WHAT TO PRODUCE:
Search the records below for "loop"; copy each line that has it.

SOURCE MATERIAL:
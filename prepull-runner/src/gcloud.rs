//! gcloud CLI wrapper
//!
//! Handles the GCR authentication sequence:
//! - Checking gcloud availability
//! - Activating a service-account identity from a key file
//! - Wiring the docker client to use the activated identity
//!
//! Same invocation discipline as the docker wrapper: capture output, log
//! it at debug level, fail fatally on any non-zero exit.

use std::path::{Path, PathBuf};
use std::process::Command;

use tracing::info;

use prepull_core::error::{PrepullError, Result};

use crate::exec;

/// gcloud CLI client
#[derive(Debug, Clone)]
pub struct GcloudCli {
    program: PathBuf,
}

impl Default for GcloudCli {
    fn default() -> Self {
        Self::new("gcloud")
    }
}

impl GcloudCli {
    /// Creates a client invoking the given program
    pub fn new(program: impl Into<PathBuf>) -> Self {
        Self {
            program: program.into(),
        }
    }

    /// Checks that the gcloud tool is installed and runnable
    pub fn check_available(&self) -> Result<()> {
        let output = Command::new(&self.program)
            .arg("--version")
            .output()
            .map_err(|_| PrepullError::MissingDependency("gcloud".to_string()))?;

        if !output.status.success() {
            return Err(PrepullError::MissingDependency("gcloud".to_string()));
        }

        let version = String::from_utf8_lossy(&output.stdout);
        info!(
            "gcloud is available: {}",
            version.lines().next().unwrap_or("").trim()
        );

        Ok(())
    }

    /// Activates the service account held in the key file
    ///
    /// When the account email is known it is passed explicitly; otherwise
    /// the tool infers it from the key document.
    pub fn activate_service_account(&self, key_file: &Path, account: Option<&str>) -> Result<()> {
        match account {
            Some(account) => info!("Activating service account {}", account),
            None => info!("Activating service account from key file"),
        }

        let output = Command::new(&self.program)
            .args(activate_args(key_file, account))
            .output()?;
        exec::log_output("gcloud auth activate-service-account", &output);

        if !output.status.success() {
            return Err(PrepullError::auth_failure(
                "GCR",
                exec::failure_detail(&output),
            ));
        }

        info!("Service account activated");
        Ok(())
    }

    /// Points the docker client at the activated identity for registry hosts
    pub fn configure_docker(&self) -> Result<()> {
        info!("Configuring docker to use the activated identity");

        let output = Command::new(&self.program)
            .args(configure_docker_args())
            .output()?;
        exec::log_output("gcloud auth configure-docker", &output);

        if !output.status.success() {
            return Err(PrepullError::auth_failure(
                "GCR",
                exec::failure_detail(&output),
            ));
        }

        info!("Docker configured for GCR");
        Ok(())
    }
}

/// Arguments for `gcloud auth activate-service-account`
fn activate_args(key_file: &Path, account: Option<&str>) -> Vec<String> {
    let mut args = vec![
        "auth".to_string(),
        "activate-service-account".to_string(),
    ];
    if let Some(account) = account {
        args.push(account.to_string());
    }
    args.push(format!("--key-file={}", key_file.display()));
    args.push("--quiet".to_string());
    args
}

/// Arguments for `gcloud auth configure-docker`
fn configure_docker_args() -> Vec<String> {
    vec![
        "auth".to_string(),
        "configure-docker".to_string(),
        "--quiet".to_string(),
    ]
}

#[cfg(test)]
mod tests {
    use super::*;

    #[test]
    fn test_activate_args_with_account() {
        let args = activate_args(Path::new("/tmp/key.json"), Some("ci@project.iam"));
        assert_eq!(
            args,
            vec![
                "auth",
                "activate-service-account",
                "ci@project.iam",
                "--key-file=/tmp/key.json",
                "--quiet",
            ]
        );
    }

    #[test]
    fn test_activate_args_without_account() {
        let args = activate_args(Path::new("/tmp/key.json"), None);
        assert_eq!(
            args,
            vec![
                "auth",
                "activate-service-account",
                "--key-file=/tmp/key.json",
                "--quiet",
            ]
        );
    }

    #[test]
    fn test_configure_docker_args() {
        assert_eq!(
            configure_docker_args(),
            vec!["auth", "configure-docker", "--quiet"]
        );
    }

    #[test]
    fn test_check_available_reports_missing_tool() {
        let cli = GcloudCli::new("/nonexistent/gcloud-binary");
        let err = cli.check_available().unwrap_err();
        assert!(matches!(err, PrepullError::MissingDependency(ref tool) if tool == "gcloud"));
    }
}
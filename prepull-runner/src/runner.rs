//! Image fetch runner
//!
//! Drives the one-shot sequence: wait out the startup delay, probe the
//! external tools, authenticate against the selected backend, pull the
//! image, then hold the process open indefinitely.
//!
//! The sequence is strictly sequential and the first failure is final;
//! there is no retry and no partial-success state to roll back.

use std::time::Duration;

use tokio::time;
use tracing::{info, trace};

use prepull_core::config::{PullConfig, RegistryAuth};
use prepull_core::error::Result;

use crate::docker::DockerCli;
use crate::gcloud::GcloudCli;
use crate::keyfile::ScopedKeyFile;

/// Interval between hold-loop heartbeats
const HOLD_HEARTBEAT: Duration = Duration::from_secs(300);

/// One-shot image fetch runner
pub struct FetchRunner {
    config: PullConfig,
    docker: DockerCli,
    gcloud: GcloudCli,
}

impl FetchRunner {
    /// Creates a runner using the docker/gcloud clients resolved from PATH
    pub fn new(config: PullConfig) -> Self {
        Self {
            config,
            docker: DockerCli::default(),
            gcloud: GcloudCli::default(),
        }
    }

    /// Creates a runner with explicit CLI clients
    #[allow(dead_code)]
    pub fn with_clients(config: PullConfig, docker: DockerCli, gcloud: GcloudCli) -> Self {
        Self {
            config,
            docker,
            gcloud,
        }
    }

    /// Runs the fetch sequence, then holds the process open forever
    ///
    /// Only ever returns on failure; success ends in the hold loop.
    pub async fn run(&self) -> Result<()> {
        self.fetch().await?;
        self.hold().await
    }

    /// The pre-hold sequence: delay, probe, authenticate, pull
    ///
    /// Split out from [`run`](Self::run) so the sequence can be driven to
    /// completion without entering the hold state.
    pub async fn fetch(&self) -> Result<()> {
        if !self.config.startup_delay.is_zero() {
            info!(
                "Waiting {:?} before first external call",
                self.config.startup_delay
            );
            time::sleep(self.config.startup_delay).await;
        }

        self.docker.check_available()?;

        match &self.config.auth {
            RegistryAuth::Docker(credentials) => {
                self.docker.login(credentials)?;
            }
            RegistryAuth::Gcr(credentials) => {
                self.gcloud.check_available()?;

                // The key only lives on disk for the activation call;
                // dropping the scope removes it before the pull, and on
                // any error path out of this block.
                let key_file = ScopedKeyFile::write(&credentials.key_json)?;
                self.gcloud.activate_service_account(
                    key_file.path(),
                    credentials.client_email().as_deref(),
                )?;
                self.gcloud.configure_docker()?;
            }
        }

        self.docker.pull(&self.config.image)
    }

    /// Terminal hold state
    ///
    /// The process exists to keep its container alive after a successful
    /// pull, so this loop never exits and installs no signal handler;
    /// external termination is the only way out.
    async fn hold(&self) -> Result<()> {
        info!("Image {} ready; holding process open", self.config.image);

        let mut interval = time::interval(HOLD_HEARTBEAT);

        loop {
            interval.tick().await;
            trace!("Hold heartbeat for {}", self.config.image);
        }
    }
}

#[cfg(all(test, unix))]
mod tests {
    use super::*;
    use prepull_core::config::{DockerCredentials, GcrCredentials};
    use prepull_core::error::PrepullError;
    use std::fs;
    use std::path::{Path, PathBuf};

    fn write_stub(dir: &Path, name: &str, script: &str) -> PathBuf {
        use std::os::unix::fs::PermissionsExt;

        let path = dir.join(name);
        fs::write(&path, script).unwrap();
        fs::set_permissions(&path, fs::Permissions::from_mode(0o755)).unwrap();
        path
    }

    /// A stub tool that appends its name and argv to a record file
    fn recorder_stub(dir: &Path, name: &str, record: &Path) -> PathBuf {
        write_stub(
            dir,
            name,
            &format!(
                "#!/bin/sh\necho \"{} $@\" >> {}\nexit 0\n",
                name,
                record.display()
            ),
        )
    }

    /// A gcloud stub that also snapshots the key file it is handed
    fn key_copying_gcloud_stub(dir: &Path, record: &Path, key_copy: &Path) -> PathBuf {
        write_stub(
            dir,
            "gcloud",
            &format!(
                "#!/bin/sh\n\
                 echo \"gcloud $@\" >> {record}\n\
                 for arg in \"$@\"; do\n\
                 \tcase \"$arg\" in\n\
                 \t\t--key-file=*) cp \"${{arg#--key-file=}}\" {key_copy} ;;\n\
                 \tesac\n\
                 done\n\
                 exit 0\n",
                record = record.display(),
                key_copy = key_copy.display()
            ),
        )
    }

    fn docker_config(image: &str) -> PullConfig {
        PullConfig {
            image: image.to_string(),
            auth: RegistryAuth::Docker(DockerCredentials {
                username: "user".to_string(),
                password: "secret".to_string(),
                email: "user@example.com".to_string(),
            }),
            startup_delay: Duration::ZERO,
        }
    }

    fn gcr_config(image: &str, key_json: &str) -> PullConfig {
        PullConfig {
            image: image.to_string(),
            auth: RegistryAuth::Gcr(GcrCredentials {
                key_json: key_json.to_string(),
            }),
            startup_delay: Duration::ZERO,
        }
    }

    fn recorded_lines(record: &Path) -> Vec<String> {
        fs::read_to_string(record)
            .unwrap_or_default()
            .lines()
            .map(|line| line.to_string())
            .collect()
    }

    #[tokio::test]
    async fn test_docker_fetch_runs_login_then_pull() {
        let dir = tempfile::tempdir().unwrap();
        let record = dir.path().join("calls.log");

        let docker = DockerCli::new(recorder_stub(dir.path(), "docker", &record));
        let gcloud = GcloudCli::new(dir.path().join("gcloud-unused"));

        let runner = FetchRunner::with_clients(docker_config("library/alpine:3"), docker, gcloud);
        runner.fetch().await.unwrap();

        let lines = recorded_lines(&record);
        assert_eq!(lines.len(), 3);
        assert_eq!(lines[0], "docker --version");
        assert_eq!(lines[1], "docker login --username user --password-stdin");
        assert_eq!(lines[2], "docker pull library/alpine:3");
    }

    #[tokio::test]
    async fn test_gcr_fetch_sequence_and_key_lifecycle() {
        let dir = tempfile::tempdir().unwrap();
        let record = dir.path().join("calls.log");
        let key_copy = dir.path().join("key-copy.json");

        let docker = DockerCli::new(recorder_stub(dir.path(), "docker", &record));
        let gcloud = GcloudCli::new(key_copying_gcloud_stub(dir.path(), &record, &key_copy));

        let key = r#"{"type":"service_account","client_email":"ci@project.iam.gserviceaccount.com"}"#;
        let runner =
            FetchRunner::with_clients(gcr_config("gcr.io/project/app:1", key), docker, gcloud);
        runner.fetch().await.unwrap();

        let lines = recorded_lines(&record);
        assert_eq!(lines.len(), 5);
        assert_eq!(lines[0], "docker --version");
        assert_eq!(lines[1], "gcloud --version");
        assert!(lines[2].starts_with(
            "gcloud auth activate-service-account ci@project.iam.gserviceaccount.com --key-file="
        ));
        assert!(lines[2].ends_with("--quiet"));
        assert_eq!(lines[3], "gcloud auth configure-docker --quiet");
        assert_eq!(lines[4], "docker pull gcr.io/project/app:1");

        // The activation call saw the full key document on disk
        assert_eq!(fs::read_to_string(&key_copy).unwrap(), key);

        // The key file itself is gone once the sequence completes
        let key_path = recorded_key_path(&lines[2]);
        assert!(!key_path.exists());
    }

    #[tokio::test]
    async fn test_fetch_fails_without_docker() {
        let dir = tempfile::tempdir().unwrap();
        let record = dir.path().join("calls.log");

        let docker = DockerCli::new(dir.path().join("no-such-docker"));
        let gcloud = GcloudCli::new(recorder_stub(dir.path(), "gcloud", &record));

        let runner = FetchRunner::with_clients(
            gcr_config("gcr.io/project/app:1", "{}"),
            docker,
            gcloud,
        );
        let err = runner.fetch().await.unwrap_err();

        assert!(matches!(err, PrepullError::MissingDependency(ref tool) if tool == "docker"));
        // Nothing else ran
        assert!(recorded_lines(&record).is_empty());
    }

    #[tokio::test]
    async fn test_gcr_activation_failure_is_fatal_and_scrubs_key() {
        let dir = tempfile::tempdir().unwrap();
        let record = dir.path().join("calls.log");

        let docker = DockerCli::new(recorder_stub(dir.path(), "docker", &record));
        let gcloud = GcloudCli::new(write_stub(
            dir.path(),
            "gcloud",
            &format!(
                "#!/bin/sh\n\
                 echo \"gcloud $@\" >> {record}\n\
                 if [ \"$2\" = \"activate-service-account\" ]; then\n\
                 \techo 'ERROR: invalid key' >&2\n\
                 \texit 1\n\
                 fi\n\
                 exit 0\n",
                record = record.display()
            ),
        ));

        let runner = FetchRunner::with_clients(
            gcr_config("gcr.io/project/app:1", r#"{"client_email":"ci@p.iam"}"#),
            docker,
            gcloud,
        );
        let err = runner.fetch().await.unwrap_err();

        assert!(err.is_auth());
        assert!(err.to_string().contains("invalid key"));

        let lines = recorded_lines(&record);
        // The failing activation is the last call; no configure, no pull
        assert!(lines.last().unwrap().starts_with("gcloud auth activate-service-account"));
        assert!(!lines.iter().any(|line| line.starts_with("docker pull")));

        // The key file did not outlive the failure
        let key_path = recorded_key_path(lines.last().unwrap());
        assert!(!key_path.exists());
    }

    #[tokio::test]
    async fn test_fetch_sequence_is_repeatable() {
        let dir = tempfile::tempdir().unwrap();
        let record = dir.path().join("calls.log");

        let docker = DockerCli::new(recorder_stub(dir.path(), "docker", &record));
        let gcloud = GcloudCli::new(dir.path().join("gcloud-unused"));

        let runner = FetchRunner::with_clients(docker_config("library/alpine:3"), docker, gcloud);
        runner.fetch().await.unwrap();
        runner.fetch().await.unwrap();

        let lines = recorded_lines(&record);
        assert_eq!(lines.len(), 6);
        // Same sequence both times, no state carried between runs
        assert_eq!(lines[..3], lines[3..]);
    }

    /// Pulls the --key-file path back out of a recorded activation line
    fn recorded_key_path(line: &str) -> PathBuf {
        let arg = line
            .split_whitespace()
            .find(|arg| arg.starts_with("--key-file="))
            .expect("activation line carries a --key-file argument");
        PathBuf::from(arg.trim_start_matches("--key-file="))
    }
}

FINAL ANSWER:
/// Interval between hold-loop heartbeats
    /// Only ever returns on failure; success ends in the hold loop.
    /// pull, so this loop never exits and installs no signal handler;
        loop {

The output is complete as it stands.